Alabama ranks sixth in the nation for how much its unemployment rate has bounced back since last year, according to a study released Tuesday by the personal finance website WalletHub. The state’s unemployment rate is 3.7 percent, the seventh-lowest of all 50 states and the District of Columbia, and well below the national rate of 6.7 percent.
The study evaluated changes in unemployment data in December 2020, the most recent month for which the U.S. Bureau of Labor Statistics and the U.S. Department of Labor provide data, compared to December 2019 and January 2020.
Alabama saw a 54 percent increase in continued insured employment, the fourth-best recovery in the country by that metric.
National statistics show that the unemployment rate is felt differently according to race and age demographics, according to Jill Gonzalez, a WalletHub analyst. It is 5.9 percent for white people and 9.3 percent for Black people. For people ages 45 to 54, it is 5.3 percent. For people ages 20 to 24, it is 11.2 percent.
“It makes sense that people who have been in the workforce longer would have more job stability, but we should be concerned about the difficult conditions faced by young people,” Gonzalez said.
For people who have been unemployed for six months or more, Gonzalez recommended first exhausting all available benefits and resources that states offer.
“People who have run out of benefits and can’t fall back on savings should look critically at their spending and temporarily cut out anything that is non-essential, as well as look into whether they can get temporary relief on their bills through the biller’s hardship program,” she said. “Some people may need to borrow money, but should avoid extremely costly options like payday loans unless absolutely necessary.”
The report included interviews with a panel of experts who addressed questions about economic recovery and the pandemic. Their consensus was that the best route to a cost-effective rebound is federal assistance. States and municipalities are limited in what they can do because they are required to balance their budgets every year, said Michael Leeds, a professor of economics at Temple University.
“That is why Congressional failure to act would be nothing short of a dereliction of duty by our elected representatives,” Leeds said.
Anne Marie Lofaso, a law professor at West Virginia University, said that the best chances for economic recovery depend on a coordinated national effort to ensure public health, which involves widespread vaccinations, personal precautions like masks and social distancing and strategic shelter-in-place orders.
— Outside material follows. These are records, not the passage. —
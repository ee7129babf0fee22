/// Status resolution and group aggregation
pub mod group_aggregator;
pub mod status_resolver;

pub use group_aggregator::{GroupAggregator, GroupCounts};
pub use status_resolver::{ResolverSettings, StatusResolver};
That may be a challenge for a society that favors liberty over the kind of “communitarian solution” that Lofaso said is necessary to ultimately fix the pandemic’s economic fallout.
“If the government acts too late, the economy will suffer, and it will take an even longer time – perhaps years – to return to normal,” she said.
David C. Yamada, director of the New Workplace Institute at Suffolk University in Boston, said that state and local authorities should put an emphasis on helping businesses, institutions and individuals who have been hit the hardest.
“That should include financial help to support re-opening and new hiring, appropriate tax breaks, technical and public health assistance to re-open efficiently and safely, and facilitating affordable health care,” he said. “States should also enable eligibility for partial unemployment assistance for the under-employed, as it is likely that in many occupations, new part-time jobs will outnumber new full-time jobs during this period.”